Art. 3 - Coloro che fanno la guerra ad un popolo per arrestare i progressi della libertà ed annientare i diritti dell’uomo devono essere perseguiti dovunque, non già come nemici ordinari, ma come assassini e briganti ribelli.
Art. 4 - I re, gli aristocratici, i tiranni, quali che siano, sono schiavi insorti contro il sovrano della terra, che è il genere umano, e contro il legislatore dell’universo, che è la natura.
Dichiarazione dei diritti dell’uomo e del cittadino
I rappresentanti del popolo francese, riuniti in Convenzione nazionale,
riconoscendo che le leggi umane le quali non derivano dalle leggi eterne della giustizia e della ragione sono solo attentati dell’ignoranza e del dispotismo contro l’umanità; convinti che la dimenticanza ed il disprezzo dei diritti naturali dell’uomo sono le uniche cause dei crimini e delle sventure del mondo,
hanno deciso di esporre, in una dichiarazione solenne, quei diritti sacri, inalienabili, affinché tutti i cittadini, avendo la possibilità di paragonare continuamente gli atti del governo con lo scopo di ogni istituzione sociale, non si lascino mai opprimere ed avvilire dalla tirannia; affinché il popolo abbia sempre dinanzi agli occhi le basi della sua libertà e della sua felicità, il magistrato le regole dei suoi doveri, e il legislatore l’oggetto della sua missione.
In conseguenza, la Convenzione nazionale proclama, di fronte al mondo intero, e sotto gli occhi dell’immortale legislatore, la seguente Dichiarazione dei diritti dell’uomo e del cittadino:
Art. 1 - Lo scopo di ogni società politica è la conservazione dei diritti naturali ed imprescrittibili dell’uomo, e lo sviluppo di tutte le sue facoltà.
Art. 2 - I principali diritti dell’uomo sono di provvedere alla conservazione della propria esistenza e della propria libertà.
Art. 3 - Questi diritti appartengono in uguale misura a tutti gli uomini, quale che sia la differenza delle loro forze fisiche e morali.
L’uguaglianza dei diritti è stabilita dalla natura: la società, lungi dal portarle attentato, non fa che garantirla contro l’abuso della forza, che la rende illusoria.
Art. 4 - La libertà è il potere, che appartiene all’uomo, di esercitare – a suo piacimento – tutte le facoltà.
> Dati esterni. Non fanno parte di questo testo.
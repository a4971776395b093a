//! Endpoint URL validation for live connections
//!
//! Builds the WebSocket URL a live client connects to. It ensures URLs:
//! - Use the `wss` scheme (plain `ws` only for loopback hosts, when allowed)
//! - Have a host
//! - Carry the API key as the `key` query parameter

use std::net::IpAddr;

use thiserror::Error;
use tracing::warn;
use url::Url;

/// Errors that can occur during endpoint validation
#[derive(Debug, Error)]
pub enum EndpointError {
    #[error("Invalid URL format: {0}")]
    InvalidFormat(#[from] url::ParseError),

    #[error("URL scheme must be wss, got: {0}")]
    SecureSchemeRequired(String),

    #[error("URL must have a host")]
    MissingHost,

    #[error("API key must not be empty")]
    MissingApiKey,
}

/// Checks whether a parsed URL points at the local machine.
pub fn is_loopback_host(url: &Url) -> bool {
    match url.host() {
        Some(url::Host::Domain(domain)) => domain.eq_ignore_ascii_case("localhost"),
        Some(url::Host::Ipv4(ip)) => IpAddr::V4(ip).is_loopback(),
        Some(url::Host::Ipv6(ip)) => IpAddr::V6(ip).is_loopback(),
        None => false,
    }
}

/// Validates a live endpoint URL.
///
/// # Arguments
/// * `url` - The URL string to validate
/// * `allow_insecure_localhost` - Whether `ws://` is accepted for loopback hosts
pub fn validate_endpoint_url(
    url: &str,
    allow_insecure_localhost: bool,
) -> Result<Url, EndpointError> {
    let parsed = Url::parse(url)?;

    if parsed.host_str().is_none() {
        return Err(EndpointError::MissingHost);
    }

    match parsed.scheme() {
        "wss" => Ok(parsed),
        "ws" if allow_insecure_localhost && is_loopback_host(&parsed) => Ok(parsed),
        scheme => {
            warn!(url = %parsed.host_str().unwrap_or_default(), scheme, "Rejected live endpoint scheme");
            Err(EndpointError::SecureSchemeRequired(scheme.to_string()))
        }
    }
}

/// Builds the connection URL: the validated endpoint with `key=<api_key>`
/// appended to its query string.
///
/// # Example
/// ```rust,ignore
/// use live_voice_client::utils::endpoint::build_connection_url;
///
/// let url = build_connection_url("wss://host/ws", "k", false).unwrap();
/// assert_eq!(url.as_str(), "wss://host/ws?key=k");
/// ```
pub fn build_connection_url(
    url: &str,
    api_key: &str,
    allow_insecure_localhost: bool,
) -> Result<Url, EndpointError> {
    if api_key.trim().is_empty() {
        return Err(EndpointError::MissingApiKey);
    }

    let mut parsed = validate_endpoint_url(url, allow_insecure_localhost)?;
    parsed.query_pairs_mut().append_pair("key", api_key);
    Ok(parsed)
}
Essa ha per regola la giustizia, per limite i diritti altrui, per princìpì la natura, e per salvaguardia la legge.
Il diritto di riunirsi pacificamente, il diritto di manifestare le proprie opinioni, sia per mezzo di stampa, sia in ogni altra maniera, sono conseguenze così necessarie della libertà dell’uomo, che la necessità di enunciarli suppone la presenza o il ricordo del dispotismo.
Art. 5 - La legge non può proibire se non ciò che è nocivo alla società: non può comandare se non ciò che è utile ad essa.
Art. 6 - Ogni legge che viola i diritti imprescrittibili. dell’uomo è essenzialmente ingiusta e tirannica: essa non è legge.
Art. 7 - La proprietà è il diritto di ogni cittadino di godere e di disporre della porzione dei beni che gli è garantita dalla legge.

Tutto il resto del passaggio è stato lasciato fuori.